Here are some example plots that can be made with collected profiles.

# Normalise the emission arrays
dalpha /= dalpha.sum()
dgamma /= dgamma.sum()
dbeta /= dbeta.sum()
ddelta /= ddelta.sum()
depsilon /= depsilon.sum()

# Plot the trajectory parameters
sim.plot_pec_emission_lines([d_alpha_excit, d_alpha_recom], title='D_alpha')
plt.plot(ray_r_points, ray_z_points, 'k')
plt.plot(ray_r_points[0], ray_z_points[0], 'b.')
plt.plot(ray_r_points[-1], ray_z_points[-1], 'r.')

plt.plot(distance, te)
plt.xlabel("Ray distance (m)")
plt.ylabel("Electron temperature (eV)")
plt.title("Electron temperature (eV) along ray path")

plt.plot(distance, ne)
plt.xlabel("Ray distance (m)")
plt.ylabel("Electron density (m^-3)")
plt.title("Electron density (m^-3) along ray path")

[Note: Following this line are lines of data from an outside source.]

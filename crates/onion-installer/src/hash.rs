use crate::error::InstallerError;
use sha2::{Digest, Sha256};
use std::io::Read;
use std::path::Path;

const CHUNK_SIZE: usize = 1024 * 1024;

pub struct HashVerifier;

impl HashVerifier {
    pub fn sha256_of_file(path: &Path) -> Result<String, InstallerError> {
        let mut file = std::fs::File::open(path)?;
        let mut hasher = Sha256::new();
        let mut buf = vec![0u8; CHUNK_SIZE];

        loop {
            let n = file.read(&mut buf)?;
            if n == 0 {
                break;
            }
            hasher.update(&buf[..n]);
        }

        Ok(hex::encode(hasher.finalize()))
    }

    pub fn verify(path: &Path, want_hex: &str) -> Result<bool, InstallerError> {
        let got = Self::sha256_of_file(path)?;
        Ok(got.eq_ignore_ascii_case(want_hex))
    }
}
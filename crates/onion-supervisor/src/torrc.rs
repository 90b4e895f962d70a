use std::path::Path;

/// Renders the minimal torrc this supervisor needs. Anything beyond
/// SOCKS/control/cookie/data-dir/logging is out of scope; operators who
/// need more write their own daemon wrapper.
pub fn render(socks_port: u16, control_port: u16, data_dir: &Path) -> String {
    format!(
        "SOCKSPort {socks_port}\n\
         ControlPort {control_port}\n\
         CookieAuthentication 1\n\
         CookieAuthFile {}\n\
         DataDirectory {}\n\
         Log notice stdout\n\
         SafeLogging 0\n",
        data_dir.join("control_auth_cookie").display(),
        data_dir.display(),
    )
}

pub async fn write(data_dir: &Path, socks_port: u16, control_port: u16) -> std::io::Result<std::path::PathBuf> {
    let path = data_dir.join("torrc");
    tokio::fs::write(&path, render(socks_port, control_port, data_dir)).await?;
    Ok(path)
}
use crate::error::{GpgWarning, GpgWarningCode};
use std::path::{Path, PathBuf};
use std::process::Command;

const WKD_LOOKUP_EMAIL: &str = "torbrowser@torproject.org";
const KEYRING_FILE: &str = "tor.keyring";

#[derive(Debug, Clone, Copy, PartialEq, Eq)]
pub enum GpgKind {
    /// Full gpg: can bootstrap keys via WKD and export a keyring.
    Full,
    /// gpgv: verification only, needs a pre-existing keyring.
    VerifyOnly,
    Missing,
}

#[derive(Debug)]
pub enum GpgOutcome {
    Verified { signer_fpr: String, primary_fpr: String },
    BadSignature,
    NoKey,
    Error(String),
}

/// Encapsulates OpenPGP tool discovery and invocation so tests can inject
/// a fake returning any outcome in the warning taxonomy without touching
/// a real binary.
pub trait GpgTool {
    fn kind(&self) -> GpgKind;
    fn verify_with_keyring(&self, keyring: &Path, sig: &Path, data: &Path) -> GpgOutcome;
    fn bootstrap_and_pin(&self, gnupg_home: &Path, keyring_out: &Path) -> Result<(), String>;
}

pub struct SystemGpg {
    kind: GpgKind,
    binary: PathBuf,
    /// Only set when `kind == VerifyOnly`; bootstrapping still needs a
    /// full `gpg` even if the primary tool chosen is `gpgv`.
    full_gpg_binary: Option<PathBuf>,
}

impl SystemGpg {
    pub fn discover() -> Self {
        if let Ok(override_path) = std::env::var("APP_GPG_BIN") {
            let p = PathBuf::from(&override_path);
            if probe(&p, "--version") {
                let kind = if basename_is(&p, "gpgv") {
                    GpgKind::VerifyOnly
                } else {
                    GpgKind::Full
                };
                return Self {
                    kind,
                    binary: p,
                    full_gpg_binary: find_on_path("gpg"),
                };
            }
        }

        if let Some(gpg) = find_on_path("gpg") {
            return Self {
                kind: GpgKind::Full,
                binary: gpg.clone(),
                full_gpg_binary: Some(gpg),
            };
        }

        if let Some(gpgv) = find_on_path("gpgv") {
            return Self {
                kind: GpgKind::VerifyOnly,
                binary: gpgv,
                full_gpg_binary: find_on_path("gpg"),
            };
        }

        Self {
            kind: GpgKind::Missing,
            binary: PathBuf::new(),
            full_gpg_binary: None,
        }
    }
}

fn basename_is(p: &Path, name: &str) -> bool {
    p.file_stem()
        .and_then(|s| s.to_str())
        .map(|s| s.eq_ignore_ascii_case(name))
        .unwrap_or(false)
}

fn find_on_path(name: &str) -> Option<PathBuf> {
    let exe = onion_common::Platform::exe_name(name);
    let path_var = std::env::var_os("PATH")?;
    for dir in std::env::split_paths(&path_var) {
        let candidate = dir.join(&exe);
        if probe(&candidate, "--version") {
            return Some(candidate);
        }
    }
    let well_known: &[&str] = &[
        "/usr/bin/gpg",
        "/usr/local/bin/gpg",
        "/usr/bin/gpgv",
        "/usr/local/bin/gpgv",
    ];
    well_known
        .iter()
        .map(PathBuf::from)
        .find(|p| basename_is(p, name) && probe(p, "--version"))
}

fn probe(path: &Path, arg: &str) -> bool {
    Command::new(path)
        .arg(arg)
        .output()
        .map(|o| o.status.success())
        .unwrap_or(false)
}

impl GpgTool for SystemGpg {
    fn kind(&self) -> GpgKind {
        self.kind
    }

    fn verify_with_keyring(&self, keyring: &Path, sig: &Path, data: &Path) -> GpgOutcome {
        let output = match self.kind {
            GpgKind::VerifyOnly => Command::new(&self.binary)
                .arg("--keyring")
                .arg(keyring)
                .arg(sig)
                .arg(data)
                .output(),
            GpgKind::Full => Command::new(&self.binary)
                .arg("--no-default-keyring")
                .arg("--keyring")
                .arg(keyring)
                .arg("--batch")
                .arg("--status-fd")
                .arg("1")
                .arg("--verify")
                .arg(sig)
                .arg(data)
                .output(),
            GpgKind::Missing => return GpgOutcome::Error("no openpgp tool available".into()),
        };

        match output {
            Ok(out) => parse_status_output(&out.stdout, out.status.success()),
            Err(e) => GpgOutcome::Error(e.to_string()),
        }
    }

    fn bootstrap_and_pin(&self, gnupg_home: &Path, keyring_out: &Path) -> Result<(), String> {
        let gpg = self
            .full_gpg_binary
            .as_ref()
            .ok_or_else(|| "no full gpg available to bootstrap a key via WKD".to_string())?;

        let _ = std::fs::create_dir_all(gnupg_home);

        let locate = Command::new(gpg)
            .arg("--homedir")
            .arg(gnupg_home)
            .arg("--batch")
            .arg("--auto-key-locate")
            .arg("nodefault,wkd")
            .arg("--locate-keys")
            .arg(WKD_LOOKUP_EMAIL)
            .output()
            .map_err(|e| e.to_string())?;
        if !locate.status.success() {
            return Err(format!(
                "wkd key lookup failed: {}",
                String::from_utf8_lossy(&locate.stderr)
            ));
        }

        let export = Command::new(gpg)
            .arg("--homedir")
            .arg(gnupg_home)
            .arg("--batch")
            .arg("--export")
            .arg("--output")
            .arg(keyring_out)
            .arg(WKD_LOOKUP_EMAIL)
            .output()
            .map_err(|e| e.to_string())?;
        if !export.status.success() {
            return Err(format!(
                "keyring export failed: {}",
                String::from_utf8_lossy(&export.stderr)
            ));
        }
        Ok(())
    }
}

fn parse_status_output(stdout: &[u8], process_succeeded: bool) -> GpgOutcome {
    let text = String::from_utf8_lossy(stdout);
    let mut goodsig = false;
    let mut badsig = false;
    let mut no_pubkey = false;
    let mut validsig_line: Option<String> = None;

    for line in text.lines() {
        if line.contains("GOODSIG") {
            goodsig = true;
        } else if line.contains("BADSIG") {
            badsig = true;
        } else if line.contains("NO_PUBKEY") {
            no_pubkey = true;
        } else if line.contains("VALIDSIG") {
            validsig_line = Some(line.to_string());
        }
    }

    if no_pubkey {
        return GpgOutcome::NoKey;
    }
    if badsig {
        return GpgOutcome::BadSignature;
    }
    if !goodsig || !process_succeeded {
        return GpgOutcome::Error("gpg verification did not report a good signature".into());
    }

    match validsig_line.and_then(|l| parse_validsig(&l)) {
        Some((signer_fpr, primary_fpr)) => GpgOutcome::Verified {
            signer_fpr,
            primary_fpr,
        },
        None => GpgOutcome::Error("GOODSIG without a parseable VALIDSIG line".into()),
    }
}

/// `[GNUPG:] VALIDSIG <fingerprint> <date> <timestamp> <expire> <version>
/// <reserved> <pubkey-algo> <hash-algo> <sig-class> <primary-fpr>`
fn parse_validsig(line: &str) -> Option<(String, String)> {
    let tokens: Vec<&str> = line.split_whitespace().collect();
    let signer_fpr = tokens.get(2)?.to_string();
    let primary_fpr = tokens
        .iter()
        .rev()
        .find(|t| t.len() == 40 && t.chars().all(|c| c.is_ascii_hexdigit()))?
        .to_string();
    Some((signer_fpr, primary_fpr))
}

/// Orchestrates the verification cascade described in the component spec:
/// locate a tool, prefer a pinned keyring, bootstrap one via WKD if
/// missing, and only ever return a structured warning — never an error
/// that aborts the caller outright.
pub struct SignatureVerifier<'a, T: GpgTool> {
    tool: &'a T,
    gnupg_home: PathBuf,
    allowed_fingerprints: &'a [String],
}

impl<'a, T: GpgTool> SignatureVerifier<'a, T> {
    pub fn new(tool: &'a T, gnupg_home: PathBuf, allowed_fingerprints: &'a [String]) -> Self {
        Self {
            tool,
            gnupg_home,
            allowed_fingerprints,
        }
    }

    /// Blocking: shells out to the OpenPGP tool. Callers on an async
    /// executor should run this inside `spawn_blocking`.
    pub fn verify(&self, checksums_path: &Path, sig_path: &Path) -> GpgWarning {
        match self.tool.kind() {
            GpgKind::Missing => {
                GpgWarning::new(GpgWarningCode::NotInstalled, "no gpg or gpgv found on PATH")
            }
            GpgKind::VerifyOnly => {
                let keyring = self.gnupg_home.join(KEYRING_FILE);
                if keyring.exists() {
                    self.run_and_classify(&keyring, sig_path, checksums_path, true)
                } else {
                    match self.tool.bootstrap_and_pin(&self.gnupg_home, &keyring) {
                        Ok(()) => self.run_and_classify(&keyring, sig_path, checksums_path, true),
                        Err(e) => GpgWarning::new(GpgWarningCode::TimeoutOrError, e),
                    }
                }
            }
            GpgKind::Full => {
                let keyring = self.gnupg_home.join(KEYRING_FILE);
                if !keyring.exists() {
                    if let Err(e) = self.tool.bootstrap_and_pin(&self.gnupg_home, &keyring) {
                        return GpgWarning::new(GpgWarningCode::TimeoutOrError, e);
                    }
                }
                self.run_and_classify(&keyring, sig_path, checksums_path, false)
            }
        }
    }

    fn run_and_classify(
        &self,
        keyring: &Path,
        sig_path: &Path,
        data_path: &Path,
        already_pinned: bool,
    ) -> GpgWarning {
        match self.tool.verify_with_keyring(keyring, sig_path, data_path) {
            GpgOutcome::Verified {
                signer_fpr,
                primary_fpr,
            } => {
                let allowed = self.allowed_fingerprints.iter().any(|fpr| {
                    fpr.eq_ignore_ascii_case(&signer_fpr) || fpr.eq_ignore_ascii_case(&primary_fpr)
                });
                if !allowed {
                    return GpgWarning::new(
                        GpgWarningCode::UnexpectedSigner,
                        format!("signer {signer_fpr} / primary {primary_fpr} not in allow-list"),
                    );
                }
                if already_pinned {
                    GpgWarning::new(GpgWarningCode::VerifiedPinnedKeyring, "verified via pinned keyring")
                } else {
                    GpgWarning::new(GpgWarningCode::Verified, "verified")
                }
            }
            GpgOutcome::BadSignature => {
                GpgWarning::new(GpgWarningCode::BadSignature, "signature does not match data")
            }
            GpgOutcome::NoKey => {
                GpgWarning::new(GpgWarningCode::NoKey, "signer key not available")
            }
            GpgOutcome::Error(e) => GpgWarning::new(GpgWarningCode::TimeoutOrError, e),
        }
    }
}

#[cfg(test)]
mod tests {
    use super::*;
    use std::cell::RefCell;

    struct FakeGpg {
        kind: GpgKind,
        outcome: RefCell<Option<GpgOutcome>>,
        keyring_exists_after_bootstrap: bool,
    }

    impl GpgTool for FakeGpg {
        fn kind(&self) -> GpgKind {
            self.kind
        }

        fn verify_with_keyring(&self, _keyring: &Path, _sig: &Path, _data: &Path) -> GpgOutcome {
            self.outcome
                .borrow_mut()
                .take()
                .unwrap_or(GpgOutcome::Error("no outcome configured".into()))
        }

        fn bootstrap_and_pin(&self, _gnupg_home: &Path, keyring_out: &Path) -> Result<(), String> {
            if self.keyring_exists_after_bootstrap {
                std::fs::write(keyring_out, b"fake-keyring").unwrap();
                Ok(())
            } else {
                Err("bootstrap failed".into())
            }
        }
    }

    #[test]
    fn missing_tool_yields_not_installed() {
        let tool = FakeGpg {
            kind: GpgKind::Missing,
            outcome: RefCell::new(None),
            keyring_exists_after_bootstrap: false,
        };
        let allow = vec![];
        let verifier = SignatureVerifier::new(&tool, PathBuf::from("/tmp/does-not-matter"), &allow);
        let w = verifier.verify(Path::new("checksums"), Path::new("sig"));
        assert_eq!(w.code, GpgWarningCode::NotInstalled);
    }

    #[test]
    fn unexpected_signer_is_rejected_even_on_good_signature() {
        let tool = FakeGpg {
            kind: GpgKind::Full,
            outcome: RefCell::new(Some(GpgOutcome::Verified {
                signer_fpr: "AAAA".repeat(10),
                primary_fpr: "BBBB".repeat(10),
            })),
            keyring_exists_after_bootstrap: true,
        };
        let allow = vec!["CCCC".repeat(10)];
        let dir = tempfile::tempdir().unwrap();
        let verifier = SignatureVerifier::new(&tool, dir.path().to_path_buf(), &allow);
        let w = verifier.verify(Path::new("checksums"), Path::new("sig"));
        assert_eq!(w.code, GpgWarningCode::UnexpectedSigner);
    }

    #[test]
    fn allow_list_matches_on_primary_fingerprint() {
        let primary = "BBBB".repeat(10);
        let tool = FakeGpg {
            kind: GpgKind::Full,
            outcome: RefCell::new(Some(GpgOutcome::Verified {
                signer_fpr: "AAAA".repeat(10),
                primary_fpr: primary.clone(),
            })),
            keyring_exists_after_bootstrap: true,
        };
        let allow = vec![primary];
        let dir = tempfile::tempdir().unwrap();
        let verifier = SignatureVerifier::new(&tool, dir.path().to_path_buf(), &allow);
        let w = verifier.verify(Path::new("checksums"), Path::new("sig"));
        assert!(w.is_success());
    }

    #[test]
    fn validsig_parsing_takes_third_token_and_last_hex_token() {
        let line = "[GNUPG:] VALIDSIG AAAAAAAAAAAAAAAAAAAAAAAAAAAAAAAAAAAAAAAA 2024-01-01 1700000000 0 4 0 1 10 00 BBBBBBBBBBBBBBBBBBBBBBBBBBBBBBBBBBBBBBBB";
        let (signer, primary) = parse_validsig(line).unwrap();
        assert_eq!(signer, "AAAAAAAAAAAAAAAAAAAAAAAAAAAAAAAAAAAAAAAA");
        assert_eq!(primary, "BBBBBBBBBBBBBBBBBBBBBBBBBBBBBBBBBBBBBBBB");
    }
}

plt.plot(distance, dalpha, label='Dalpha')
plt.plot(distance, dgamma, label='Dgamma')
plt.plot(distance, dbeta, label='Dbeta')
plt.plot(distance, ddelta, label='Ddelta')
plt.plot(distance, depsilon, label='Depsilon')
plt.xlabel("Ray distance (m)")
plt.ylabel("Normalised emission")
plt.title("Normalised emission along ray path")

D-alpha emission in the poloidal plane. The ray trajectory is overplotted with the start and end points indicated in blue and red respectively.


Electron temperature from the plasma sampled along the ray trajectory.


Electron density from the plasma sampled along the ray trajectory.


Normalised balmer series emission plotted along the ray trajectory.